Another early center of the oil business that commands much attention is Baku, once in Imperial Russia, then the Soviet Union and now independent Azerbaijan. The Nobel fortune, Royal Dutch/Shell and other important aspects of the European oil industry either started or were shaped by events in and around Baku. (One Iosif Dzhugashvili got his start as a labor agitator in the Baku oil fields.) Soon, however, oil was a global industry. Gushers in Texas, Dutch explorers in Sumatra and speculators in the sands of Arabia are the springs of the world oil business as we know it today. Yergin gives a solid overview, laced with tales of the larger-than-life personalities the industry either drew or created.

The research is impressive, too. Much is drawn from period publications, personal papers, official archives and, for later periods, personal interviews with the people involved. The list of interview subjects covers the top league of leaders and policy-makers in global oil–president of Exxon International, Nigeria’s oil minister, deputy secretary general of OPEC, chairman of British Petroleum, and about 75 more at the same level. It’s an account told with an insider’s knowledge but a historian’s perspective.

History’s turning points appear, too. Churchill’s decision to convert the British navy from coal to oil. Rommel’s inability to get enough oil in North Africa. Eisenhower’s choice to give gasoline to Montgomery’s solidification of Allied lines in France, instead of Patton’s drive for a rapid crossing of the Rhine. Imperial Japan’s loss of oil supplies to American submarines. The Suez crisis. And on through the second half of the twentieth century.

There are interesting tidbits. Given current events, much is made of American involvement in the fall of Iranian leader Mohammed Mossadegh. One thing I did not know was how strong the communist party in Iran was at that time, and the fact that as Mossadegh became more erratic, the Soviets moved in a new ambassador, the same man who had been Soviet ambassador when communists seized power in Czechoslovakia in 1948. I had also only been dimly aware that the Soviets had occupied swathes of Iran after World War II.

I learned more about the formation of OPEC and the rise of the spot market.

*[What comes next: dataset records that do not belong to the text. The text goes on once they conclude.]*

//! Route lookup and dispatch.
//!
//! # Responsibilities
//! - Store routes in registration order
//! - Look up the first route matching a request
//! - Return the match or an explicit NotFound
//! - Generate paths for named routes
//!
//! # Design Decisions
//! - Immutable once shared (`Arc<RouteTable>`), so lookups need no locks
//! - O(n) scan in registration order; first match wins
//! - Explicit NotFound rather than a silent default

use std::collections::HashMap;

use axum::http::Method;

use crate::routing::error::RoutingError;
use crate::routing::matcher::MethodMatcher;
use crate::routing::pattern::{normalize_path, PathPattern};
use crate::routing::route::{
    Endpoint, MatchResult, Params, PathMatcher, Route, RouteInfo,
};

/// Ordered table of routes.
#[derive(Debug, Clone, Default)]
pub struct RouteTable {
    routes: Vec<Route>,
    names: HashMap<String, usize>,
}

impl RouteTable {
    pub fn new() -> Self {
        Self::default()
    }

    /// Append an action route for `method`. Every action route accepts an
    /// optional `.format` suffix.
    pub fn register(
        &mut self,
        method: Method,
        pattern: &str,
        endpoint: Endpoint,
    ) -> Result<&mut Self, RoutingError> {
        let route = Route::action(
            MethodMatcher::Only(method),
            PathPattern::parse_with_format(pattern)?,
            endpoint,
        )?;
        self.push(route)
    }

    /// Like [`register`](Self::register), giving the route a unique name.
    pub fn register_named(
        &mut self,
        name: &str,
        method: Method,
        pattern: &str,
        endpoint: Endpoint,
    ) -> Result<&mut Self, RoutingError> {
        let route = Route::action(
            MethodMatcher::Only(method),
            PathPattern::parse_with_format(pattern)?,
            endpoint,
        )?
        .named(name);
        self.push(route)
    }

    /// Attach a sub-application under `prefix` for every verb.
    pub fn mount(
        &mut self,
        name: &str,
        prefix: &str,
        app: &str,
    ) -> Result<&mut Self, RoutingError> {
        self.push(Route::mount(prefix, app)?.named(name))
    }

    /// Append an already built route, enforcing unique names.
    pub fn push(&mut self, route: Route) -> Result<&mut Self, RoutingError> {
        if let Some(name) = route.name() {
            if self.names.contains_key(name) {
                return Err(RoutingError::DuplicateName(name.to_string()));
            }
            self.names.insert(name.to_string(), self.routes.len());
        }
        self.routes.push(route);
        Ok(self)
    }

    /// Find the first route matching `method` and `path`.
    pub fn match_route(&self, method: &Method, path: &str) -> MatchResult {
        let path = normalize_path(path);
        self.routes
            .iter()
            .filter(|route| route.method.matches(method))
            .find_map(|route| route.resolve(&path))
            .map_or(MatchResult::NotFound, MatchResult::Matched)
    }

    /// String form of [`match_route`](Self::match_route). An unknown verb
    /// matches nothing.
    pub fn match_str(&self, method: &str, path: &str) -> MatchResult {
        match Method::from_bytes(method.to_ascii_uppercase().as_bytes()) {
            Ok(method) => self.match_route(&method, path),
            Err(_) => MatchResult::NotFound,
        }
    }

    /// Build the path of a named route.
    pub fn path_for(&self, name: &str, params: &Params) -> Result<String, RoutingError> {
        let route = self
            .route(name)
            .ok_or_else(|| RoutingError::UnknownRoute(name.to_string()))?;
        match &route.path {
            PathMatcher::Pattern(pattern) => pattern.render(name, params),
            PathMatcher::Prefix(prefix) => Ok(prefix.as_str().to_string()),
        }
    }

    pub fn route(&self, name: &str) -> Option<&Route> {
        self.names.get(name).map(|&i| &self.routes[i])
    }

    pub fn iter(&self) -> impl Iterator<Item = &Route> {
        self.routes.iter()
    }

    pub fn len(&self) -> usize {
        self.routes.len()
    }

    pub fn is_empty(&self) -> bool {
        self.routes.is_empty()
    }

    /// Listing rows in registration order.
    pub fn describe(&self) -> Vec<RouteInfo> {
        self.routes.iter().map(Route::info).collect()
    }
}

#[cfg(test)]
mod tests {
    use super::*;
    use crate::routing::route::{ActionRef, Target};

    fn wildcard(controller: &str) -> Endpoint {
        Endpoint::Action {
            controller: controller.into(),
            action: ActionRef::FromPath,
        }
    }

    fn fixed(controller: &str, action: &str) -> Endpoint {
        Endpoint::Action {
            controller: controller.into(),
            action: ActionRef::Fixed(action.into()),
        }
    }

    #[test]
    fn test_first_match_wins() {
        let mut table = RouteTable::new();
        table
            .register(Method::GET, "/items/special", fixed("items", "special"))
            .unwrap()
            .register(Method::GET, "/items/:action", wildcard("items"))
            .unwrap();

        let m = table.match_route(&Method::GET, "/items/special");
        assert_eq!(
            m.as_match().unwrap().target,
            Target::action("items", "special")
        );

        let m = table.match_route(&Method::GET, "/items/other");
        assert_eq!(m.as_match().unwrap().target, Target::action("items", "other"));
    }

    #[test]
    fn test_verb_filters_before_path() {
        let mut table = RouteTable::new();
        table
            .register(Method::POST, "/form", fixed("form", "create"))
            .unwrap()
            .register(Method::GET, "/form", fixed("form", "show"))
            .unwrap();

        let m = table.match_route(&Method::GET, "/form");
        assert_eq!(m.as_match().unwrap().action(), Some("show"));
        assert_eq!(table.match_route(&Method::DELETE, "/form"), MatchResult::NotFound);
    }

    #[test]
    fn test_match_str() {
        let mut table = RouteTable::new();
        table.register(Method::GET, "/", fixed("pages", "start")).unwrap();

        assert!(table.match_str("get", "/").is_match());
        assert!(table.match_str("GET", "").is_match());
        assert_eq!(table.match_str("GE T", "/"), MatchResult::NotFound);
        assert_eq!(table.match_str("", "/"), MatchResult::NotFound);
    }

    #[test]
    fn test_duplicate_names_rejected() {
        let mut table = RouteTable::new();
        table
            .register_named("root", Method::GET, "/", fixed("pages", "start"))
            .unwrap();
        let err = table
            .register_named("root", Method::GET, "/home", fixed("pages", "home"))
            .unwrap_err();
        assert_eq!(err, RoutingError::DuplicateName("root".into()));
        assert_eq!(table.len(), 1);
    }

    #[test]
    fn test_path_for() {
        let mut table = RouteTable::new();
        table
            .register_named("item", Method::GET, "/items/:id", fixed("items", "show"))
            .unwrap()
            .mount("runner", "/specs", "spec_runner")
            .unwrap();

        let params: Params = [("id", "7")].into_iter().collect();
        assert_eq!(table.path_for("item", &params).unwrap(), "/items/7");
        assert_eq!(table.path_for("runner", &Params::new()).unwrap(), "/specs");
        assert_eq!(
            table.path_for("missing", &Params::new()).unwrap_err(),
            RoutingError::UnknownRoute("missing".into())
        );
        assert!(matches!(
            table.path_for("item", &Params::new()),
            Err(RoutingError::MissingParam { .. })
        ));
    }

    #[test]
    fn test_empty_table_never_matches() {
        let table = RouteTable::new();
        assert!(table.is_empty());
        assert_eq!(table.match_route(&Method::GET, "/"), MatchResult::NotFound);
    }
}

The book was published at a particular moment: in 1991, after Iraqi forces had been dislodged from Kuwait, but before the coup against Gorbachev and the subsequent collapse of the Soviet Union. This makes it an interesting artifact of perceptions at that time.

One of the book’s virtues is that it does not read as if history were an arrow pointing to the writer’s present position. Yergin is too smart for that, and his knowledge of the cycles in the oil business too encyclopedic. Interesting, too, are the things that are not in the book. Global warming appears once, in the epilogue, as part of the challenges of the third wave of environmentalism. India does not appear after its independence. China is mentioned only in passing after its role as a battlefield in World War II. If Yergin were adding another 150 pages to bring The Prize up through the present, I suspect that all three would see a significant increase in importance.

There would probably also be a great deal more about Russia. Part of the gap is that the archives were surely closed in the mid- to late 1980s when Yergin was doing the research for the book. The history of Soviet oil was secret. He does cite the intentions of the Soviet oil industry as a likely shaper of the global picture in the 1990s, but it’s significant that he thinks about it as the Soviet industry. When the book was published, it had less than a year to continue in its Soviet form. Another reminder of how very few people recognized that the end was at hand.

It’s a thorough, thought-provoking book, one that delivers a convincing argument about part of how the world works, what that means for political leaders, and what citizens of the industrial world have to come to grips with. After sitting on my bookshelf for more than seven years, it rewarded renewed attention.